Try it
Of the lines below, copy those that hold the word "Endpoint".
==== Records for the exercise ====
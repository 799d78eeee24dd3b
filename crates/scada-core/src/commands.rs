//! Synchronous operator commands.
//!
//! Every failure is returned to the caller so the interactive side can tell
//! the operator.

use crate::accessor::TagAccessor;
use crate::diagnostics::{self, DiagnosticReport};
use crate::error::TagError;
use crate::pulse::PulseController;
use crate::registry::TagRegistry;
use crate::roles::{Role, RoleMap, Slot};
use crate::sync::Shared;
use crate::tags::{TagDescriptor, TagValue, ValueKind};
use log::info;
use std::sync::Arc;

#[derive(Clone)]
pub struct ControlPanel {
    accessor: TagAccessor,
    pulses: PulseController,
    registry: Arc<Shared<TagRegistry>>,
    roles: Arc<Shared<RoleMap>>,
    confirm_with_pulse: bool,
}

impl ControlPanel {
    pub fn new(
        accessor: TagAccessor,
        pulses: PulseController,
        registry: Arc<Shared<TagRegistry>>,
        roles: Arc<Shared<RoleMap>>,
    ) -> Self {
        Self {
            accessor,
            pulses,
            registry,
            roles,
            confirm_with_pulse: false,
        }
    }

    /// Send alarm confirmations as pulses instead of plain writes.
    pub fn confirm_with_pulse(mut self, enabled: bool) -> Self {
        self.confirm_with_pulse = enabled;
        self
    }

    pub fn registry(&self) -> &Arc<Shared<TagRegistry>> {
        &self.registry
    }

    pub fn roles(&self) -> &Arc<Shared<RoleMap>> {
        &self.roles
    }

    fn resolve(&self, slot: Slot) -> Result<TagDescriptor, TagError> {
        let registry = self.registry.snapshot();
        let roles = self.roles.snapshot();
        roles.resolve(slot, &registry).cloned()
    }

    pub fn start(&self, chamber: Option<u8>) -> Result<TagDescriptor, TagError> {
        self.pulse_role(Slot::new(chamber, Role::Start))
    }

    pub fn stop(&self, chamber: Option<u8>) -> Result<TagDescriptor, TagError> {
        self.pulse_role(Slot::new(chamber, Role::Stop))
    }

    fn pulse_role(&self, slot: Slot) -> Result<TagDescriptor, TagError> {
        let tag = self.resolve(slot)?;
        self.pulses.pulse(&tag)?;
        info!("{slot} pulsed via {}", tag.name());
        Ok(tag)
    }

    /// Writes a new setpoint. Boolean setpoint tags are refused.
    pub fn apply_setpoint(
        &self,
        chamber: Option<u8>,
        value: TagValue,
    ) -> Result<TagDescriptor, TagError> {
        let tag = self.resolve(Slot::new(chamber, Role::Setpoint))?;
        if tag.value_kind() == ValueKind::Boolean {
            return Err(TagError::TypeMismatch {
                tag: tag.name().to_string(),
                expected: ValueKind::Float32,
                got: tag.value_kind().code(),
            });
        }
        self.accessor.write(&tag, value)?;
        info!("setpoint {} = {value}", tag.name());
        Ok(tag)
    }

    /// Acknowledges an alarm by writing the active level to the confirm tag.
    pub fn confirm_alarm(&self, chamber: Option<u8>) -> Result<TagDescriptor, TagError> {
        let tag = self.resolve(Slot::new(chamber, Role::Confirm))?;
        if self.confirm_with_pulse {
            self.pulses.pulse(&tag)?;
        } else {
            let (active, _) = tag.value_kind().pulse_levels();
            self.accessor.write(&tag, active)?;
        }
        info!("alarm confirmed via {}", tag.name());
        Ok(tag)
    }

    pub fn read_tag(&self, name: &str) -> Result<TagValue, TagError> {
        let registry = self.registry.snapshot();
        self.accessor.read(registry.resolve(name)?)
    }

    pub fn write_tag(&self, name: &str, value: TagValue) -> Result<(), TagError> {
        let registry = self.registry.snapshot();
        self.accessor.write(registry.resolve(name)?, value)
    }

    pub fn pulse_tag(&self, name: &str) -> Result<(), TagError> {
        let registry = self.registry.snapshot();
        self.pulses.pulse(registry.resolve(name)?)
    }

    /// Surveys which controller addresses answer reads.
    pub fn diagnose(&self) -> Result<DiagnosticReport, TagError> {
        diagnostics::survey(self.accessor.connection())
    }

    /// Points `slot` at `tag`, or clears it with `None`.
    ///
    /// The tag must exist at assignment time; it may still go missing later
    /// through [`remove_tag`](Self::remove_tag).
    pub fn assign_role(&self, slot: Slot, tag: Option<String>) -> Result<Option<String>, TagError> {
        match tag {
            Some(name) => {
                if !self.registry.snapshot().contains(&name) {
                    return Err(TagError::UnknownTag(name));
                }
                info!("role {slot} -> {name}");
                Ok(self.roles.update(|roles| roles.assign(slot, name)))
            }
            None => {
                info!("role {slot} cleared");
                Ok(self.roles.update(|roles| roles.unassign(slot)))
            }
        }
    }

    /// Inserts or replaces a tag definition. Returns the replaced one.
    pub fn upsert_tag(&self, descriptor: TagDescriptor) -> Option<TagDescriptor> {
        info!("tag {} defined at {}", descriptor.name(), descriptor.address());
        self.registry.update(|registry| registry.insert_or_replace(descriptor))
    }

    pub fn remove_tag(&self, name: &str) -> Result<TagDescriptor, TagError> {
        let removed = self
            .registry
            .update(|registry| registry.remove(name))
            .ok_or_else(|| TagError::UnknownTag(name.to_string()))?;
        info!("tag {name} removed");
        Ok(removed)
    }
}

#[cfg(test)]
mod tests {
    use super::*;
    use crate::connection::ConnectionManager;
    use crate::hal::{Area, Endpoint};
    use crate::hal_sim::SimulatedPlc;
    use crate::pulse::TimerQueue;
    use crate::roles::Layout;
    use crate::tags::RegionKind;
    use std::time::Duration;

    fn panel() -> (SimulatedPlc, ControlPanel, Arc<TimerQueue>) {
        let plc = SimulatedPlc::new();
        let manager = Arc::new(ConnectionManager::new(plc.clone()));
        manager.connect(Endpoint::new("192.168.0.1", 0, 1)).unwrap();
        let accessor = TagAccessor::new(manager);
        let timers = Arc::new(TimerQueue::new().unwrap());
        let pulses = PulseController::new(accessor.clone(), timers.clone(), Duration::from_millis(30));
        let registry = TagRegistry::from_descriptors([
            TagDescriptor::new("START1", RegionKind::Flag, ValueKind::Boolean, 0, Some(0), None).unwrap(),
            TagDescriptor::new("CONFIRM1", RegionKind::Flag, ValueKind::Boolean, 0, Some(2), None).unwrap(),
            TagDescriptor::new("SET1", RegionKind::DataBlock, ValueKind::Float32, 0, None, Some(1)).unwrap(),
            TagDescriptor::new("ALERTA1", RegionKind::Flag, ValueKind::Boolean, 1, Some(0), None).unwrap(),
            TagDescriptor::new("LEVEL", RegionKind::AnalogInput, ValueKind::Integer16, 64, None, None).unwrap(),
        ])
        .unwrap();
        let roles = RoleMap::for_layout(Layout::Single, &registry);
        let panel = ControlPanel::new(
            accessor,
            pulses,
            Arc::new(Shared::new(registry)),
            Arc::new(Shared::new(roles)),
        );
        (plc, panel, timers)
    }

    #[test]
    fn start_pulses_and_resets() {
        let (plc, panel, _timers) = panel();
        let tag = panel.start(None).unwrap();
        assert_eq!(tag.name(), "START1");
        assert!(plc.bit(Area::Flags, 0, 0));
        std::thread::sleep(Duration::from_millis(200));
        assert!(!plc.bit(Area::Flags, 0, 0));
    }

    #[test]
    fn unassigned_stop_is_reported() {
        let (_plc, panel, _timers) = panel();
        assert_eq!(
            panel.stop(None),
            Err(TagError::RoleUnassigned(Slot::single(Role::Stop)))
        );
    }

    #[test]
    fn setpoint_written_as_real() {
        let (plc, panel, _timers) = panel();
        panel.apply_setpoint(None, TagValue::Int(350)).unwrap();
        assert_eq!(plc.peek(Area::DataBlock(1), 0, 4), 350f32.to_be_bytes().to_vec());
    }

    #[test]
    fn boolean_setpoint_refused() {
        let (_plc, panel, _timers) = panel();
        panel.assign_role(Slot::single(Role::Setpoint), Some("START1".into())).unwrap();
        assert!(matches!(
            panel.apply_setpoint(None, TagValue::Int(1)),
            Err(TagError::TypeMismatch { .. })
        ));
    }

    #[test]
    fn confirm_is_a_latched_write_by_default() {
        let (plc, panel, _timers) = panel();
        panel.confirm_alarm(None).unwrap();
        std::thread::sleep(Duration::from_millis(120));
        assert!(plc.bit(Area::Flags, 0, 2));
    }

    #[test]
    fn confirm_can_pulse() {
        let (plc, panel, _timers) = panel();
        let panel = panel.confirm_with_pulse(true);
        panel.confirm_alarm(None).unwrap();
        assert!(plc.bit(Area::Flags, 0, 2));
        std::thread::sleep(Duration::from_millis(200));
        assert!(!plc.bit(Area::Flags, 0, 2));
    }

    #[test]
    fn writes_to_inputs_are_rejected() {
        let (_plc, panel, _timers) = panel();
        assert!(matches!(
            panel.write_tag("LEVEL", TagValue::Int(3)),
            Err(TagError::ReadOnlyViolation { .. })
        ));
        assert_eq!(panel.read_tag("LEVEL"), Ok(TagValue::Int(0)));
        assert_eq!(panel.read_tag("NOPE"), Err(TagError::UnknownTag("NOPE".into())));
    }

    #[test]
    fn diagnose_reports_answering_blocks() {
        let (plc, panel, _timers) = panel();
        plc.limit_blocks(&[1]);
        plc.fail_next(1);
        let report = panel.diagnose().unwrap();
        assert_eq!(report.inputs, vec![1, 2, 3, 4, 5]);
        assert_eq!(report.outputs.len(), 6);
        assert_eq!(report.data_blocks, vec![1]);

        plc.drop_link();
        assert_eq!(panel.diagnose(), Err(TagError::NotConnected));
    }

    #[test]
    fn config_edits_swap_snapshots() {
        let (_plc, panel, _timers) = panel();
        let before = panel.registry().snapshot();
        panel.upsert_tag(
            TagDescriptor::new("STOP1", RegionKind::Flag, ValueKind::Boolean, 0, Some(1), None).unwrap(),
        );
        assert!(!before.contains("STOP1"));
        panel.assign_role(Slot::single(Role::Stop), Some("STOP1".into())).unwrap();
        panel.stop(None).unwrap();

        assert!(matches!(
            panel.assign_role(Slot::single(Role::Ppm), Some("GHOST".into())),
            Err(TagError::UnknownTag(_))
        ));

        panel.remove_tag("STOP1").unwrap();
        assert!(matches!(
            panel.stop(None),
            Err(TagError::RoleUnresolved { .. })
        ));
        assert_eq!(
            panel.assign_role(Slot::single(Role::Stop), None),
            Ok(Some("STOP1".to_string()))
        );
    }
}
====
==== Records for the exercise ====
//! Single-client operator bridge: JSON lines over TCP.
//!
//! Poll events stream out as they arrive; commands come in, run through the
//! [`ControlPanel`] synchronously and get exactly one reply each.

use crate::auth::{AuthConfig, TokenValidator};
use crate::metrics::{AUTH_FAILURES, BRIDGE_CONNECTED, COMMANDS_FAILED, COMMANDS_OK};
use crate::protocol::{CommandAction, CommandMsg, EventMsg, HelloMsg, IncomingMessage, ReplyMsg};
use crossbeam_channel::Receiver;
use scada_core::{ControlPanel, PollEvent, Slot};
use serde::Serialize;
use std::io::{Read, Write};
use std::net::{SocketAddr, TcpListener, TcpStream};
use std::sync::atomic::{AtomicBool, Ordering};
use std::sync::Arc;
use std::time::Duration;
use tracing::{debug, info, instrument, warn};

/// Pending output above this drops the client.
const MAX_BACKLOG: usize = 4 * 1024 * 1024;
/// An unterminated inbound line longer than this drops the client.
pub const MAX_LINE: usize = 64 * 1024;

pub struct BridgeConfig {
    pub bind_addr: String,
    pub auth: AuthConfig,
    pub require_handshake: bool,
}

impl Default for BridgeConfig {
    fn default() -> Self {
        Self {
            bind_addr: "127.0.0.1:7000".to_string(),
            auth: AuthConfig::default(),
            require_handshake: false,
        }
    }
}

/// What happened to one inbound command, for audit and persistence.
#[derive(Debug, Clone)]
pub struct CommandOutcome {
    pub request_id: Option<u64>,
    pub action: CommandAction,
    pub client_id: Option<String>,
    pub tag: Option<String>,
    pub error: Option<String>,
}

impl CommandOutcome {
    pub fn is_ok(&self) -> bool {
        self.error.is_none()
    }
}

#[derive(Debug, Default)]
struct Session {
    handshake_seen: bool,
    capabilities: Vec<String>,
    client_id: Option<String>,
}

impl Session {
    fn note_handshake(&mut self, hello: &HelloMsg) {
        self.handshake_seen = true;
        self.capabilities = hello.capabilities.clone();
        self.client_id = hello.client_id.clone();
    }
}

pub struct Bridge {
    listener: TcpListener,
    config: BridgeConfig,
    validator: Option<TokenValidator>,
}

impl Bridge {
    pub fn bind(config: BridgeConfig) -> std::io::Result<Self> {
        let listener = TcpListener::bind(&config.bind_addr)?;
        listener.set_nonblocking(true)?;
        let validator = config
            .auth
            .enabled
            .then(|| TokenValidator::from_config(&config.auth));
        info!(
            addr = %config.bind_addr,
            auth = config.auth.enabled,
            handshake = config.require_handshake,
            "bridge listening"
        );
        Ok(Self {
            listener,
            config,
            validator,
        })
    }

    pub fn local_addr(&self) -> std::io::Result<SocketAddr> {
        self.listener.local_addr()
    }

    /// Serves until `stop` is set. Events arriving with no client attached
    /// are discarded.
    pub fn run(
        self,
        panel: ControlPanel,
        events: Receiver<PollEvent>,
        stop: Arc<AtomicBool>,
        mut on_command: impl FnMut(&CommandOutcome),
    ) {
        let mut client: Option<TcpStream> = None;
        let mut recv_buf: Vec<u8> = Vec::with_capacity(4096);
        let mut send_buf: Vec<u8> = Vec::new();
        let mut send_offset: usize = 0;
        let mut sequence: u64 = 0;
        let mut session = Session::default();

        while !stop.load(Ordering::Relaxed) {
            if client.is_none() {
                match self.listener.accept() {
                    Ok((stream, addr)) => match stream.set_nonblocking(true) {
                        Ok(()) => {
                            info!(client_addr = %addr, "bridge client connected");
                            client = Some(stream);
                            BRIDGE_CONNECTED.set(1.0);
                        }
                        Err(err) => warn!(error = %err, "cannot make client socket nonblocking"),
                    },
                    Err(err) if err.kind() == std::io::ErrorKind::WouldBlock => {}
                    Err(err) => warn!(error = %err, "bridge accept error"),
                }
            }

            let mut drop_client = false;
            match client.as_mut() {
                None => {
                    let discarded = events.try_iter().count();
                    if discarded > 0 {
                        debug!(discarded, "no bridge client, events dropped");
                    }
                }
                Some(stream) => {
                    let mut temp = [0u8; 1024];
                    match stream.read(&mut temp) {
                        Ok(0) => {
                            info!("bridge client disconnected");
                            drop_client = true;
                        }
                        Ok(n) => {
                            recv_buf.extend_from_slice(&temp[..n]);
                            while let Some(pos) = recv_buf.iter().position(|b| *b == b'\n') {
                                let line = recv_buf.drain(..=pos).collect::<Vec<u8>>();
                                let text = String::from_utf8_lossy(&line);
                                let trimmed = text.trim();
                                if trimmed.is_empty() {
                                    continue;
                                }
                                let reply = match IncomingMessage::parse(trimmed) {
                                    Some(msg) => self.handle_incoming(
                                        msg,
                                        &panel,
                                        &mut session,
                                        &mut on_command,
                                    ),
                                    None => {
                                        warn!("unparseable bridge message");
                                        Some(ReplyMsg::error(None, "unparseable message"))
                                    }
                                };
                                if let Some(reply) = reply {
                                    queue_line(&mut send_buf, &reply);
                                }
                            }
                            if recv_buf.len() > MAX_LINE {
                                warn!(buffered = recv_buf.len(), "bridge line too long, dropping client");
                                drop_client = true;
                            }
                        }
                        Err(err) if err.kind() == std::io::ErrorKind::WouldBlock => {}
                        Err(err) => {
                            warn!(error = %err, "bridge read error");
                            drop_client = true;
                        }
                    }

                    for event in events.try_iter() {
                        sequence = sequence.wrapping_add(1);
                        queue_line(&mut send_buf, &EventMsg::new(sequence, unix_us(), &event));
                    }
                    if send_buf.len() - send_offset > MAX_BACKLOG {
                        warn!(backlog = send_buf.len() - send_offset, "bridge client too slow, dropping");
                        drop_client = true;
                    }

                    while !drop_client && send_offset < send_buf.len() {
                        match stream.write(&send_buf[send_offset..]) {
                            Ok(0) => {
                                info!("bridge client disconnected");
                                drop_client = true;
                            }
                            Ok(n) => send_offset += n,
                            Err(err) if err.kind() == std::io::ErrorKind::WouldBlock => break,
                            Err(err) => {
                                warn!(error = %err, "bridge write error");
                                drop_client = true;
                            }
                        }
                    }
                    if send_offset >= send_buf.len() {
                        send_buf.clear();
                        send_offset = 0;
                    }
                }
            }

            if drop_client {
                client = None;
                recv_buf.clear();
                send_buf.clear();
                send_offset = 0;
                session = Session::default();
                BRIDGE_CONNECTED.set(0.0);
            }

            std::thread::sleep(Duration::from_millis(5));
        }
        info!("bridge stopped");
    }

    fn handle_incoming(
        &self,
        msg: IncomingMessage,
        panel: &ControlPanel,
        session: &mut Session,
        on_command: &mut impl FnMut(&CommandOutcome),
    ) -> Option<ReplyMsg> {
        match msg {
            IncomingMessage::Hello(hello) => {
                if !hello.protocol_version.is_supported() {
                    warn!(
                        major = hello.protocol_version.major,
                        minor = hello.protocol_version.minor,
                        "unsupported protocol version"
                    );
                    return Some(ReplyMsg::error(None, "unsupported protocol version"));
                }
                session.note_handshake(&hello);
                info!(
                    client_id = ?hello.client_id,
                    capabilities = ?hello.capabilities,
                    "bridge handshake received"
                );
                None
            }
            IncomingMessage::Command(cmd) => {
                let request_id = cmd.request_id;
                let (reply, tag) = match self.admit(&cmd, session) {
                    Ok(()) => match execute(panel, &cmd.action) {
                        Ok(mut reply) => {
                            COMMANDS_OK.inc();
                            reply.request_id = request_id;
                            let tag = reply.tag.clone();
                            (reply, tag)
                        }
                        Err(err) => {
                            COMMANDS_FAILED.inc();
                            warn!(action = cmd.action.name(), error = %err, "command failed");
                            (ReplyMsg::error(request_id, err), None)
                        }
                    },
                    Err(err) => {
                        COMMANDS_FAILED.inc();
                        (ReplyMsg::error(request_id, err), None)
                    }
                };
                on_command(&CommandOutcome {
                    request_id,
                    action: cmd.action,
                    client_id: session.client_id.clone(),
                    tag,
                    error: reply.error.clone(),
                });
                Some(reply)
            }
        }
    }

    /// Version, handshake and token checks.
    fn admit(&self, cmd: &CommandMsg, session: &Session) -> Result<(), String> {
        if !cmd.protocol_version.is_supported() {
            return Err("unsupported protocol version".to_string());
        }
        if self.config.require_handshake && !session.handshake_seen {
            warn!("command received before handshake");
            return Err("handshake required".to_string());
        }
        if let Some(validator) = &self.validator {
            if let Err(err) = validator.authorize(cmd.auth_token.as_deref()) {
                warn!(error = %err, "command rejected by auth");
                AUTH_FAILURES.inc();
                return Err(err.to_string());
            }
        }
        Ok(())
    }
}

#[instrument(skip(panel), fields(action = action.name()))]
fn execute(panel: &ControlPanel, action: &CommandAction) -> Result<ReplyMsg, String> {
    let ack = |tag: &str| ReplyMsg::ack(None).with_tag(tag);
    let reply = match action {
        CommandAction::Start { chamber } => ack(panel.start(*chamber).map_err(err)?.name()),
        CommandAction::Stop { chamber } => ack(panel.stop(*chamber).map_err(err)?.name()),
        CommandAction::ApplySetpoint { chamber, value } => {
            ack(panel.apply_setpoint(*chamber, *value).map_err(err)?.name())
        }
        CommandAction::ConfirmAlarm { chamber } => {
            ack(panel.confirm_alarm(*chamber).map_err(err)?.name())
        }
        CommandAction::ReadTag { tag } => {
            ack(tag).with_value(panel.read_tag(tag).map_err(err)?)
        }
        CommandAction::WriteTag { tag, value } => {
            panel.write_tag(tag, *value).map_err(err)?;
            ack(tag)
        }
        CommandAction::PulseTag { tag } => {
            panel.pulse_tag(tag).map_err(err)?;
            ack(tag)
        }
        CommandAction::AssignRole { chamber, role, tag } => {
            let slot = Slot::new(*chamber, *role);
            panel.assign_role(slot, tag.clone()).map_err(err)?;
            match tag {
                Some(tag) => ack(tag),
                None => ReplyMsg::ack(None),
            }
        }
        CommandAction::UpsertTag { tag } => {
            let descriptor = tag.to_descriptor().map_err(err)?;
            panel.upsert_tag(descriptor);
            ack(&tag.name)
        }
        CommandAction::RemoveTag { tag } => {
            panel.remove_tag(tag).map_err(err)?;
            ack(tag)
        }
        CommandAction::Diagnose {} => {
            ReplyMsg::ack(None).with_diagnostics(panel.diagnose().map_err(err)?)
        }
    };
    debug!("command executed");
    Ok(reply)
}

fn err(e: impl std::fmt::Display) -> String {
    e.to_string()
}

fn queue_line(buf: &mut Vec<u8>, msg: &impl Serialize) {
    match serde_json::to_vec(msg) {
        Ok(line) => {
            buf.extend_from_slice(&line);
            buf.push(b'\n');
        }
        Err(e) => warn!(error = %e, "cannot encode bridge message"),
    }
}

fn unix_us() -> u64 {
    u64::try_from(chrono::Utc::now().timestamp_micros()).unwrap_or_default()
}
====
Output
    use crate::hal::{Area, Endpoint};
        manager.connect(Endpoint::new("192.168.0.1", 0, 1)).unwrap();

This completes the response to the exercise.